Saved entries
-*-*-

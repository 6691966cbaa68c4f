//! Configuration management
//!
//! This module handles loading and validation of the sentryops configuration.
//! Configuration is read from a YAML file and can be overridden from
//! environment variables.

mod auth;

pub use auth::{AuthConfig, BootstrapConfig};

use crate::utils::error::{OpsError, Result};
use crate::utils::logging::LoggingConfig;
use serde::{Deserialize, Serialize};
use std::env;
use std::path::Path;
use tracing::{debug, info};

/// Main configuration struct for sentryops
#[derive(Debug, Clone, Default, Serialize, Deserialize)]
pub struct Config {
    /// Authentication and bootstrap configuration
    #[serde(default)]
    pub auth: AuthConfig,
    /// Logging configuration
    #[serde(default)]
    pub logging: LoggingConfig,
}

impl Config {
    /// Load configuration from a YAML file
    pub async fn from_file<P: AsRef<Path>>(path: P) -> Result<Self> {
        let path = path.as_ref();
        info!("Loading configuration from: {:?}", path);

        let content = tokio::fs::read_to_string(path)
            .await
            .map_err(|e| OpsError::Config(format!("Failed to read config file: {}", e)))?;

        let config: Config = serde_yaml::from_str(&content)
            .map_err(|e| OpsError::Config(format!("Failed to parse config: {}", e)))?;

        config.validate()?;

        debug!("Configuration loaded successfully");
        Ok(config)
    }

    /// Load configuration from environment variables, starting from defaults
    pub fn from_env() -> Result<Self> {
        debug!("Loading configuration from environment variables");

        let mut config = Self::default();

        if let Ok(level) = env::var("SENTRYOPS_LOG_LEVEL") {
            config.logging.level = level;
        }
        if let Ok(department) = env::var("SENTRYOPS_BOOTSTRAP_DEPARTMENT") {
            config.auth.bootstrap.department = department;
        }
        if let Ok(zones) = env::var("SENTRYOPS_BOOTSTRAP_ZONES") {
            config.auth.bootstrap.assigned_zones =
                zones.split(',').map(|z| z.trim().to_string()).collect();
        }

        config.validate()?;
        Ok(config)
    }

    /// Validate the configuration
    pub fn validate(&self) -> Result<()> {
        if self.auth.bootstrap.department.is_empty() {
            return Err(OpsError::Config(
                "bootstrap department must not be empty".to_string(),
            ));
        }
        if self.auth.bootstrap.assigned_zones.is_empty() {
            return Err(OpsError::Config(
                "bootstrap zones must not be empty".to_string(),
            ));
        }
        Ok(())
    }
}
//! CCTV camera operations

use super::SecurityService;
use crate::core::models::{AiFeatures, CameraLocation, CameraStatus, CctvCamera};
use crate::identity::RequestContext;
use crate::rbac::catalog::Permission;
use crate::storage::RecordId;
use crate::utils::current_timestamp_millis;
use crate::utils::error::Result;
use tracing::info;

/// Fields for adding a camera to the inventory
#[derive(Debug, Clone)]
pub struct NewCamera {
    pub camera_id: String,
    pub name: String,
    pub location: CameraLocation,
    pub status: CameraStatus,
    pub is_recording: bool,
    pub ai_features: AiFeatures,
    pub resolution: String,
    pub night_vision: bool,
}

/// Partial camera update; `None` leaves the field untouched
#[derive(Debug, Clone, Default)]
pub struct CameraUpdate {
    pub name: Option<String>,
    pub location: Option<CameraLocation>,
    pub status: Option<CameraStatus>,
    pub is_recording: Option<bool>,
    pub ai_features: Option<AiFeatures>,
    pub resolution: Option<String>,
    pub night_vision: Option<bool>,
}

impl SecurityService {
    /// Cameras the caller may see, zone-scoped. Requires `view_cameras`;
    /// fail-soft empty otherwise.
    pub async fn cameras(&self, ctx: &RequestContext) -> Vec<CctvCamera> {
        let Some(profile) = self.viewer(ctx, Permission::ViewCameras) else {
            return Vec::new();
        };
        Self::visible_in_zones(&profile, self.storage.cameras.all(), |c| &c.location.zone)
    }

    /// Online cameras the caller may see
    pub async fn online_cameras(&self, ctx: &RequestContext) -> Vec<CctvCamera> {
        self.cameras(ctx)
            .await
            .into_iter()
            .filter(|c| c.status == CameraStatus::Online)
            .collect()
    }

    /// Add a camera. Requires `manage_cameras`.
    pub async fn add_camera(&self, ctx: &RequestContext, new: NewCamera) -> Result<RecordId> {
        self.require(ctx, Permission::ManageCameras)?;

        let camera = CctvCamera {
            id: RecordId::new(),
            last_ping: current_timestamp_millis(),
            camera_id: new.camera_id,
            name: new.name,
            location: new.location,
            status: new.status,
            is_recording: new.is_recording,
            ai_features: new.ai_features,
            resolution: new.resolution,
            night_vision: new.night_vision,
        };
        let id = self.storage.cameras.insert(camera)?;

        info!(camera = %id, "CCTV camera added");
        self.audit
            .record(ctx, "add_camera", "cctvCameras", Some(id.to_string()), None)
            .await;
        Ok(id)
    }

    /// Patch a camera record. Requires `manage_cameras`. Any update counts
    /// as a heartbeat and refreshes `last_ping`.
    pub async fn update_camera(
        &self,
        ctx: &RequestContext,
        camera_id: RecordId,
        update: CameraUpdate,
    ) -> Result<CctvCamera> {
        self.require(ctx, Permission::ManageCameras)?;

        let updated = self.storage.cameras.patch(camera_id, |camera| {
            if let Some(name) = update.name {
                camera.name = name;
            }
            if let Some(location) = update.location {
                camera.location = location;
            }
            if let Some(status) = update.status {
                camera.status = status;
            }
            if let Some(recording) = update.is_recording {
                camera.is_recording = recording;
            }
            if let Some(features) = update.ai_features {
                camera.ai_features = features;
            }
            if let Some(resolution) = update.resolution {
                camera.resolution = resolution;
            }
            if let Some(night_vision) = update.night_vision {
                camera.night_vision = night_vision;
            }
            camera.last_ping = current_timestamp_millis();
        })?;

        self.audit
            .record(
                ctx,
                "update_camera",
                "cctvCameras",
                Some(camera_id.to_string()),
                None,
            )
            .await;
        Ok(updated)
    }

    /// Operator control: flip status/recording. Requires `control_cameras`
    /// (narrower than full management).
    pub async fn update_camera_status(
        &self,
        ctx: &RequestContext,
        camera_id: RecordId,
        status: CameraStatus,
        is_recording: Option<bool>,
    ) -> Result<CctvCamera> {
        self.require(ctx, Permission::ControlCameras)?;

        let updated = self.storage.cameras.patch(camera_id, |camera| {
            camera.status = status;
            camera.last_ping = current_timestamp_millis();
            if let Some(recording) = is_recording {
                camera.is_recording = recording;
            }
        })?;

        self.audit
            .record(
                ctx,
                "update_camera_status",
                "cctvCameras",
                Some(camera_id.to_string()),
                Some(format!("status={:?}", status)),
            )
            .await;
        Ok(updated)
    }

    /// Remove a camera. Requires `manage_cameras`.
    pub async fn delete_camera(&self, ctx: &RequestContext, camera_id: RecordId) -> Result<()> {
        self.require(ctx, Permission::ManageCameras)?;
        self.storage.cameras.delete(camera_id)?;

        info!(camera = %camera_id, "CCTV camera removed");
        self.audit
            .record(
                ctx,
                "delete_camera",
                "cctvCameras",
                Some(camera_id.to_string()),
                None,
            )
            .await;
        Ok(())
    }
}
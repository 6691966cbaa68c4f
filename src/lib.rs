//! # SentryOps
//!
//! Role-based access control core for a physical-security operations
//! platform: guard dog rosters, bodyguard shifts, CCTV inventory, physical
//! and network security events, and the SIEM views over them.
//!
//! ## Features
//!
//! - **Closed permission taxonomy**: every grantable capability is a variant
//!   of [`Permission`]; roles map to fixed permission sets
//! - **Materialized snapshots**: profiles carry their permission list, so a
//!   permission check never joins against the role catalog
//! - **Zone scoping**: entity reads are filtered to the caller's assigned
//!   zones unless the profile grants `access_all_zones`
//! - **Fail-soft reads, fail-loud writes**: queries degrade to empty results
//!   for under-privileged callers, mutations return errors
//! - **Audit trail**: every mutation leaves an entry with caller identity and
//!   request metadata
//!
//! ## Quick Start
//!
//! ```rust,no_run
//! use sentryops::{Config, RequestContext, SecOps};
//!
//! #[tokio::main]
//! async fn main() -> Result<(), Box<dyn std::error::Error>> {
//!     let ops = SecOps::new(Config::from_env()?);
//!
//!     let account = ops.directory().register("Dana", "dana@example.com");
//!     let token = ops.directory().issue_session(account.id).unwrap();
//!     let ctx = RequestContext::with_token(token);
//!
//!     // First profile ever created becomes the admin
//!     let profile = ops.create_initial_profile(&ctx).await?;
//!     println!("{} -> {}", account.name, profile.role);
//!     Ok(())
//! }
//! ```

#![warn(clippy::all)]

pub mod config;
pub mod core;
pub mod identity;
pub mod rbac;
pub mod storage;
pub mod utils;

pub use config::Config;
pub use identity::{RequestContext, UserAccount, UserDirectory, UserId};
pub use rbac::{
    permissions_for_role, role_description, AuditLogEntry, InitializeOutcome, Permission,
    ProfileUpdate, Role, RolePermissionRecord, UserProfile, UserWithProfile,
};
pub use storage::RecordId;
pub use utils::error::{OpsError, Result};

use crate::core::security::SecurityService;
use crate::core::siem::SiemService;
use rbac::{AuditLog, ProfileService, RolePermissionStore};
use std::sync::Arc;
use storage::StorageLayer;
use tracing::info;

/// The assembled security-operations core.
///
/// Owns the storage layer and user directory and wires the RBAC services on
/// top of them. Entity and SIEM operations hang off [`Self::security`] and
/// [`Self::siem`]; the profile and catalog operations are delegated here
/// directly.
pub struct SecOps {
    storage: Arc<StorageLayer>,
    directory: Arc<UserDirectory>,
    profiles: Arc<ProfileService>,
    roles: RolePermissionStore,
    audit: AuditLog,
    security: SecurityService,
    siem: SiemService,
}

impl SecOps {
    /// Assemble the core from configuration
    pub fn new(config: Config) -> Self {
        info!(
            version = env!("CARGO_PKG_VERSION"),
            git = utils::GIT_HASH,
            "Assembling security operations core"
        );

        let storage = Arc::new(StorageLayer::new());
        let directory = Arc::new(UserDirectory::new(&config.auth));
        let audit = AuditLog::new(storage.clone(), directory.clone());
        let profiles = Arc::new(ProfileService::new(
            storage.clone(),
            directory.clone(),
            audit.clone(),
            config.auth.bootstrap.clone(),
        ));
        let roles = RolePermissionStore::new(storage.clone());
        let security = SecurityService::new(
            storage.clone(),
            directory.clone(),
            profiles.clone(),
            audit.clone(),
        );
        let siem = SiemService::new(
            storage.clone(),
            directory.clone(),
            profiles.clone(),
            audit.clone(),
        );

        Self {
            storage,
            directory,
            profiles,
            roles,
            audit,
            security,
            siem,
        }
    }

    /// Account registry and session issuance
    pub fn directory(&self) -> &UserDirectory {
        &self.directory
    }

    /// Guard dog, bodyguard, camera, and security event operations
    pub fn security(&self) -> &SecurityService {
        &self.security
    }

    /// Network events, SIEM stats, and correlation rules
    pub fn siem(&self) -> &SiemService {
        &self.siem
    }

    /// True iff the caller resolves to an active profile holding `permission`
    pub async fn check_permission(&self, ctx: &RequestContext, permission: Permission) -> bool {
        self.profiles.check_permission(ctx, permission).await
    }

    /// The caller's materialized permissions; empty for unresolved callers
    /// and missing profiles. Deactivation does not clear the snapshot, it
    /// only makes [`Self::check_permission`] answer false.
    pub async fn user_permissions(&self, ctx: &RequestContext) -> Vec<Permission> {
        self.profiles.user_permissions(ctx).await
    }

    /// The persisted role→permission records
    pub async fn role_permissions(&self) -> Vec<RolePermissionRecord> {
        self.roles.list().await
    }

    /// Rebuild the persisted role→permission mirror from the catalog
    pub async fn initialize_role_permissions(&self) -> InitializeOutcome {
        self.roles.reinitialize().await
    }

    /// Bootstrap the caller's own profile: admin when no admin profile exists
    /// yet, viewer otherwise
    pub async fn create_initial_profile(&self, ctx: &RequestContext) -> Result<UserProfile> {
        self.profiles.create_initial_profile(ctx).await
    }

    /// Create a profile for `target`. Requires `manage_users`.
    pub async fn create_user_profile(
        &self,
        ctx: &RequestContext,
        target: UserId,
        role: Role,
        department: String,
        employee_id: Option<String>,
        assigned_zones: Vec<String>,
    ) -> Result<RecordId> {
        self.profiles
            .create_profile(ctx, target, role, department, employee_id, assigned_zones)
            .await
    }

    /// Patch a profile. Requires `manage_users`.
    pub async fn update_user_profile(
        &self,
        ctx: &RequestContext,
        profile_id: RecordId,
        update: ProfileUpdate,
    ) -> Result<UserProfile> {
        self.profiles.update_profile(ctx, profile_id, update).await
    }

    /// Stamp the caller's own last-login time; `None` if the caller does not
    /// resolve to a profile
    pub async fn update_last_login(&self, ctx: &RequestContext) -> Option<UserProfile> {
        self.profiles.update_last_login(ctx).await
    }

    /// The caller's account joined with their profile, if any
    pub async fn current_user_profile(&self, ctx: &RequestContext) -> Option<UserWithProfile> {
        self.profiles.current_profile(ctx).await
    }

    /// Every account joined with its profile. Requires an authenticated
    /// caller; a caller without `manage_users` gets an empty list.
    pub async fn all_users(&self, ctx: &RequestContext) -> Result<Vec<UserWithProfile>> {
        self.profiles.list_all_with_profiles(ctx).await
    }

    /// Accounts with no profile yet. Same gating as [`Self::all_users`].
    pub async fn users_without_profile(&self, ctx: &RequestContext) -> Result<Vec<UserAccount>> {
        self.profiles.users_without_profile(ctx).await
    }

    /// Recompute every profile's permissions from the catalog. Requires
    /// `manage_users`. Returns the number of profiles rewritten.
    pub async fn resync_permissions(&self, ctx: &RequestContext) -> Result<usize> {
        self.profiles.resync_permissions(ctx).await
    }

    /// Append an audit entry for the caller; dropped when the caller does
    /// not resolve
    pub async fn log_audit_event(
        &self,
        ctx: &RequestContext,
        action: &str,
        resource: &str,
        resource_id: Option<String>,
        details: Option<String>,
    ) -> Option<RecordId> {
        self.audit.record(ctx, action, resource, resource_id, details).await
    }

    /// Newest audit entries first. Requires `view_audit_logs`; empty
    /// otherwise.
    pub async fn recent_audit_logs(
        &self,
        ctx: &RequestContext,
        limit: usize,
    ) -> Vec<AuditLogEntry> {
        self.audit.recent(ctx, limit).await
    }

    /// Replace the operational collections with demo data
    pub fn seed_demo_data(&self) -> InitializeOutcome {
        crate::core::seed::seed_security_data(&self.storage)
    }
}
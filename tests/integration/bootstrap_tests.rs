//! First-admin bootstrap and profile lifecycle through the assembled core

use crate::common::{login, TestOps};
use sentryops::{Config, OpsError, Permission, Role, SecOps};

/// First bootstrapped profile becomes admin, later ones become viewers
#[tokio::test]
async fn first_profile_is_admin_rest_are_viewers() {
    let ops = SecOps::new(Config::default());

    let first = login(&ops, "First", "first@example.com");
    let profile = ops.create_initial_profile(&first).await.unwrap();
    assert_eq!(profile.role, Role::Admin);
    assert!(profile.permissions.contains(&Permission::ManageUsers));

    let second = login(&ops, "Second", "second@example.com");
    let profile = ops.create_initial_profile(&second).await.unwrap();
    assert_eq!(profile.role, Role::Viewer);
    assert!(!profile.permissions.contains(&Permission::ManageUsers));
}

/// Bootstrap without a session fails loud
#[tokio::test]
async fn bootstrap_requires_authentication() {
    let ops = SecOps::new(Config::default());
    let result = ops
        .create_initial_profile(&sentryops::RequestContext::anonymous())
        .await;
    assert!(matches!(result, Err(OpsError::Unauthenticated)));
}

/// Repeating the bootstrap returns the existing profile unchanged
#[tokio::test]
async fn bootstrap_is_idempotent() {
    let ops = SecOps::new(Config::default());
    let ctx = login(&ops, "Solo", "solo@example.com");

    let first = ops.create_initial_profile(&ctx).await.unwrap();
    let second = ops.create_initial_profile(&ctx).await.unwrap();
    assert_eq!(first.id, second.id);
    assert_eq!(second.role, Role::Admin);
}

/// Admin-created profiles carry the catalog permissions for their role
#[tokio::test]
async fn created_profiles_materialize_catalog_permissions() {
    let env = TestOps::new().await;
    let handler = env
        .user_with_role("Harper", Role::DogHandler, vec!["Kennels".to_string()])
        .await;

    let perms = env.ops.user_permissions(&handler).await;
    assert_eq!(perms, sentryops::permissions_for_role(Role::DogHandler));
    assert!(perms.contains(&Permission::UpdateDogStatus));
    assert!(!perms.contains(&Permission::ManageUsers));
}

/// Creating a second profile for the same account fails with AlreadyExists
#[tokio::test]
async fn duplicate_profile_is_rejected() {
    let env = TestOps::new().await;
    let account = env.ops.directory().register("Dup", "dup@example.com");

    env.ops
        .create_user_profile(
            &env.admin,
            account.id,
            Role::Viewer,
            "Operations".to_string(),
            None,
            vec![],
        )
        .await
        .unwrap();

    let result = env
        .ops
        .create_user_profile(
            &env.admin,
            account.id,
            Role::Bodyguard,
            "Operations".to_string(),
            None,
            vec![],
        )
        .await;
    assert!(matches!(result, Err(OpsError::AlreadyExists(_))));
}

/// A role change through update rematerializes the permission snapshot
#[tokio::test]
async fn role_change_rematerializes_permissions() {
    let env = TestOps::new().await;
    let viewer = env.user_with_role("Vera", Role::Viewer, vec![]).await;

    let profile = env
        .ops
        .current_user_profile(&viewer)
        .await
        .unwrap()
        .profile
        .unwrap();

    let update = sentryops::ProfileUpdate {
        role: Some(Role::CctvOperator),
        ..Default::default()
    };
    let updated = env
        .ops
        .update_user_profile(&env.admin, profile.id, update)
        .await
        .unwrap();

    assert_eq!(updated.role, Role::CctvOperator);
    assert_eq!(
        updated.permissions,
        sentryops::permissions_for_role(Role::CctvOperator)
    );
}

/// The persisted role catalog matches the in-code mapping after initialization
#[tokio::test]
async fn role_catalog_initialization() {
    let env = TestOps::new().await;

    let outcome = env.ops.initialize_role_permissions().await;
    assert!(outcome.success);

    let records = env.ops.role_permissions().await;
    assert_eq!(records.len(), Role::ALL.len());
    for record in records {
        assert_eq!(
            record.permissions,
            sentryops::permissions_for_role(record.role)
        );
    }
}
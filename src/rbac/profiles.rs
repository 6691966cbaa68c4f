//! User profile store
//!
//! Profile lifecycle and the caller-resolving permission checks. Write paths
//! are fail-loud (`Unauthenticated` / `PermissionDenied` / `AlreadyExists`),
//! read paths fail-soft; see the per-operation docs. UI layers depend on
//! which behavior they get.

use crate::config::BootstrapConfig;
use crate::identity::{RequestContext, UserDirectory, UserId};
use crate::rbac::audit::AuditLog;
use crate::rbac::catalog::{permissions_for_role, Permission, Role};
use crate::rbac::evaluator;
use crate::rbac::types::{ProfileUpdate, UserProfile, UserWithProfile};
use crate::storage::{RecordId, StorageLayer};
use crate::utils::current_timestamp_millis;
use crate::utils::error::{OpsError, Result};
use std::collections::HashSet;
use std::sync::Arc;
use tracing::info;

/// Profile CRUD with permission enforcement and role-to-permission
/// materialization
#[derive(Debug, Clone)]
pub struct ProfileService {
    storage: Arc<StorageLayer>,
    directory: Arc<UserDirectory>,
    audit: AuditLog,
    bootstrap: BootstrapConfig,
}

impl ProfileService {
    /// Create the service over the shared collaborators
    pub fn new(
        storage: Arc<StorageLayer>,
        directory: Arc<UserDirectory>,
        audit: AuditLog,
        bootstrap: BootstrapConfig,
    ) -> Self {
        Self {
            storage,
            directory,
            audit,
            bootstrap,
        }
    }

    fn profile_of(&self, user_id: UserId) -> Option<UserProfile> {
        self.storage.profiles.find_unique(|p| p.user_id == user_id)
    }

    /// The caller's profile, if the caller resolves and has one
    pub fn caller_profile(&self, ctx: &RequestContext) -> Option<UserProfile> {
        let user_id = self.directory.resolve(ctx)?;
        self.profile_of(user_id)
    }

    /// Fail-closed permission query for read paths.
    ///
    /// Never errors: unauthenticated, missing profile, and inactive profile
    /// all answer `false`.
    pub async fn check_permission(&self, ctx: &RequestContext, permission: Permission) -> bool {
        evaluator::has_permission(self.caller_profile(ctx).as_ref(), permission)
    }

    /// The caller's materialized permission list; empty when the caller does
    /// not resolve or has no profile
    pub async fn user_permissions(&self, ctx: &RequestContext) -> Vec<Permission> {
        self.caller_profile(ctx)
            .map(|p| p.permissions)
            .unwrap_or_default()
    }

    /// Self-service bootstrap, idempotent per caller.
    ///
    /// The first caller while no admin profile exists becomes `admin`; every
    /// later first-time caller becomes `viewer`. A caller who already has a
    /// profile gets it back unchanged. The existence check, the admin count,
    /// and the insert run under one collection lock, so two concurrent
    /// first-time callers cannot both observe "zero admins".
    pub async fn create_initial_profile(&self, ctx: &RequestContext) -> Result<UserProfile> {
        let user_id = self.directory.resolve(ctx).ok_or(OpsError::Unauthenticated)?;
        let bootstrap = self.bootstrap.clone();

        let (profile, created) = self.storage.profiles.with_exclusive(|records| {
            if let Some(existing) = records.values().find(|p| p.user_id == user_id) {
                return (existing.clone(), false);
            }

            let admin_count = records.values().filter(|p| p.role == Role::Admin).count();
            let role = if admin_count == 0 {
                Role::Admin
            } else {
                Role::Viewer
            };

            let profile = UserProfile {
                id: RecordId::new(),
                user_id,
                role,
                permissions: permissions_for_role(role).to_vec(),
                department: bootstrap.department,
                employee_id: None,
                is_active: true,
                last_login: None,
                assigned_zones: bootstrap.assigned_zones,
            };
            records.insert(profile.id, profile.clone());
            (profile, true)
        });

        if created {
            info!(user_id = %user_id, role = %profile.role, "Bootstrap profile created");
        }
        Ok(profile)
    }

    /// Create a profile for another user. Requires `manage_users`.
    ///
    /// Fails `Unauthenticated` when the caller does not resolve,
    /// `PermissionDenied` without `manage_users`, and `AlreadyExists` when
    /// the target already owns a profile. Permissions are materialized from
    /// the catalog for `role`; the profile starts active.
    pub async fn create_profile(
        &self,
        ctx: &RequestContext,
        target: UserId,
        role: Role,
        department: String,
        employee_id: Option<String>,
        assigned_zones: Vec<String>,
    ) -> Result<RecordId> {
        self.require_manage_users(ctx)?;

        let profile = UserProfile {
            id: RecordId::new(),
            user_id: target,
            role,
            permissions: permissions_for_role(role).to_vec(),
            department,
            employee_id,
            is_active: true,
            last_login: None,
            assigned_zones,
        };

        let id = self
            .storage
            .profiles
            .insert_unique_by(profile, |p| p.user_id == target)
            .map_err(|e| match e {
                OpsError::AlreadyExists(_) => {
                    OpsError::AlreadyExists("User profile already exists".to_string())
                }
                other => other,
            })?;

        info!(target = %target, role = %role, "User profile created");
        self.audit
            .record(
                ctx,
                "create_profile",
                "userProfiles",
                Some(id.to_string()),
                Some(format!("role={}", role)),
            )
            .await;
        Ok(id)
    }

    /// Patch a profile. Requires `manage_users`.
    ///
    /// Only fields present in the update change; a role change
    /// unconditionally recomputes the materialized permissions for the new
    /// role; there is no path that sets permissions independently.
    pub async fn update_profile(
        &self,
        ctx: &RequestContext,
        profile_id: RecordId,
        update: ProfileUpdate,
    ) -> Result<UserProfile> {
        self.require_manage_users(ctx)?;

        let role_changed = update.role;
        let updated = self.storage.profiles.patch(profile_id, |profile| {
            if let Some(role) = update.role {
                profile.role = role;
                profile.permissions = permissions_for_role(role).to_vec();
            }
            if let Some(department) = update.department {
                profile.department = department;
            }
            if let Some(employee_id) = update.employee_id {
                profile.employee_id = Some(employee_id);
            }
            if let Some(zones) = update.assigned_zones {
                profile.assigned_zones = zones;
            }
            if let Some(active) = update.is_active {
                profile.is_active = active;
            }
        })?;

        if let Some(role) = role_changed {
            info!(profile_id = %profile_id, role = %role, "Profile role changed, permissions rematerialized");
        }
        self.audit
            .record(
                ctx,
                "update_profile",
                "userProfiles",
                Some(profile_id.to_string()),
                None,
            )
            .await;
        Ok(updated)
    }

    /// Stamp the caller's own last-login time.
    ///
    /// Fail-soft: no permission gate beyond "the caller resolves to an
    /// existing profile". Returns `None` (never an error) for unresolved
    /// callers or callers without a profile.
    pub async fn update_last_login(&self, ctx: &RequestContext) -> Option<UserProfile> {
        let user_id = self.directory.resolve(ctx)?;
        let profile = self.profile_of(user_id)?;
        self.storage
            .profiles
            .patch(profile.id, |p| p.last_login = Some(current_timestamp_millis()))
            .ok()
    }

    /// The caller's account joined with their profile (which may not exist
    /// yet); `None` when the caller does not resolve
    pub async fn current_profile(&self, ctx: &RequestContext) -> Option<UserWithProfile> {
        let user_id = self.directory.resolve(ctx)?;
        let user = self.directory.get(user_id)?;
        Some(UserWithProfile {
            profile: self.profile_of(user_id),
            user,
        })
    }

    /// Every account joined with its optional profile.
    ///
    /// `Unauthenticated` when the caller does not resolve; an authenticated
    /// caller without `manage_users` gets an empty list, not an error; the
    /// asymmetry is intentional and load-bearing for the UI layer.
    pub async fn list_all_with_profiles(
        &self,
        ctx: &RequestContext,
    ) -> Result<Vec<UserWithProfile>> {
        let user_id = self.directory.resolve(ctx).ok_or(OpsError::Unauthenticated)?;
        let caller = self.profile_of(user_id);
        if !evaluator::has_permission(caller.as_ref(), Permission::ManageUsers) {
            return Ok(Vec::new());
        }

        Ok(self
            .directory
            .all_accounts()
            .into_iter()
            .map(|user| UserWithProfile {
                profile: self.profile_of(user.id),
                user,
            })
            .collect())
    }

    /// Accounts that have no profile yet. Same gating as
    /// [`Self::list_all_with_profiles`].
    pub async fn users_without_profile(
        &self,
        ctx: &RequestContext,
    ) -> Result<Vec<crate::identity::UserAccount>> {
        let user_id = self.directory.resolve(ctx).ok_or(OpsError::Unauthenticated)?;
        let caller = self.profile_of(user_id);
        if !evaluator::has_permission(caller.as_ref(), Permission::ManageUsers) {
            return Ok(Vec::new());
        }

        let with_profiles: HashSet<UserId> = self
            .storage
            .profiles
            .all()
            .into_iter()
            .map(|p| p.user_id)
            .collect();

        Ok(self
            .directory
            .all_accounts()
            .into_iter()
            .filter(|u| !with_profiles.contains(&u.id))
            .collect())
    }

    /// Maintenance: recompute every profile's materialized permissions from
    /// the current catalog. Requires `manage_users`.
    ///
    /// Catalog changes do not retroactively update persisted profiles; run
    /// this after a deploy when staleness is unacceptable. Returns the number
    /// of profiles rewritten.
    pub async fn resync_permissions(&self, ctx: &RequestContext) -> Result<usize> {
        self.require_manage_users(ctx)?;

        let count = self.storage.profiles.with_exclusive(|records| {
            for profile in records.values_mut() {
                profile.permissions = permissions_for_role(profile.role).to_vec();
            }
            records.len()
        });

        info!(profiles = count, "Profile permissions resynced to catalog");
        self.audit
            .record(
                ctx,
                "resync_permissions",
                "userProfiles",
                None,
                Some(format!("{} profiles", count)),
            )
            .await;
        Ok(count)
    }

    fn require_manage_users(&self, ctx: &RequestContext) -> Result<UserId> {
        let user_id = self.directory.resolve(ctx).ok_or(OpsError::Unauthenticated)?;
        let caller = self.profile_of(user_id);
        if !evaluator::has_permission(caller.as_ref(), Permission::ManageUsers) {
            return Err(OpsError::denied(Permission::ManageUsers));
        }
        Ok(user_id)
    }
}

-*-*-

WHAT YOU ARE ASKED TO DO => As listed above, the lines from the line with "unacceptable. Returns the number" to the line with "let count = self.storage.profiles.with_exclusive(|records|" are to be echoed exactly, with both ends included and nothing added.

SOLUTION FOR THIS PROBLEM =>
    /// this after a deploy when staleness is unacceptable. Returns the number
    /// of profiles rewritten.
    pub async fn resync_permissions(&self, ctx: &RequestContext) -> Result<usize> {
        self.require_manage_users(ctx)?;

        let count = self.storage.profiles.with_exclusive(|records| {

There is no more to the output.